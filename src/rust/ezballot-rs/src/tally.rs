//! Value-style tally updates.

use serde_json::Value;
use std::collections::BTreeMap;

/// Candidate id to accumulated count.
pub type Tally = BTreeMap<String, u64>;

/// Return a new tally with `candidate_id` incremented by one.
///
/// `current` is left untouched. An empty `candidate_id`, or a count that is
/// already at `u64::MAX`, yields an empty tally.
pub fn tally_pure(current: &Tally, candidate_id: &str) -> Tally {
    if candidate_id.is_empty() {
        return Tally::new();
    }

    let count = current.get(candidate_id).copied().unwrap_or(0);
    let Some(count) = count.checked_add(1) else {
        return Tally::new();
    };

    let mut next = current.clone();
    next.insert(candidate_id.to_string(), count);
    next
}

/// `tally_pure` over untyped input.
///
/// Anything that is not an object of non-negative integer counts, or an id
/// that is not a non-empty string, yields an empty tally.
pub fn tally_pure_value(current: &Value, candidate_id: &Value) -> Tally {
    let Some(candidate_id) = candidate_id.as_str() else {
        return Tally::new();
    };

    match tally_from_value(current) {
        Some(tally) => tally_pure(&tally, candidate_id),
        None => Tally::new(),
    }
}

fn tally_from_value(value: &Value) -> Option<Tally> {
    value
        .as_object()?
        .iter()
        .map(|(id, count)| count.as_u64().map(|c| (id.clone(), c)))
        .collect()
}
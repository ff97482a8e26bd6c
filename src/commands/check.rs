use super::probe_spinner;
use anyhow::Result;
use happy_server_settings::happy::{KeyValueStore, Prober, ServerConfig, validate_syntax};
use log::info;

/// Entry point for `happy-server-settings check [URL]`.
pub async fn run<S: KeyValueStore>(config: &ServerConfig<S>, url: Option<String>) -> Result<()> {
    let url = url.unwrap_or_else(|| config.effective_url());

    validate_syntax(&url)?;

    let url = url.trim();
    let prober = Prober::new()?;
    let spinner = probe_spinner(url)?;
    let outcome = prober.probe(url).await;
    spinner.finish_and_clear();

    match outcome {
        Ok(()) => {
            info!("Check of {} passed", url);
            println!("{} is a compatible Happy Server", url);
            Ok(())
        }
        Err(e) => Err(e.into()),
    }
}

==================================================

[About this exercise]
Go through the records and gather the lines that hold "clone".

[Answer for this exercise]
    let mut next = current.clone();
        .map(|(id, count)| count.as_u64().map(|c| (id.clone(), c)))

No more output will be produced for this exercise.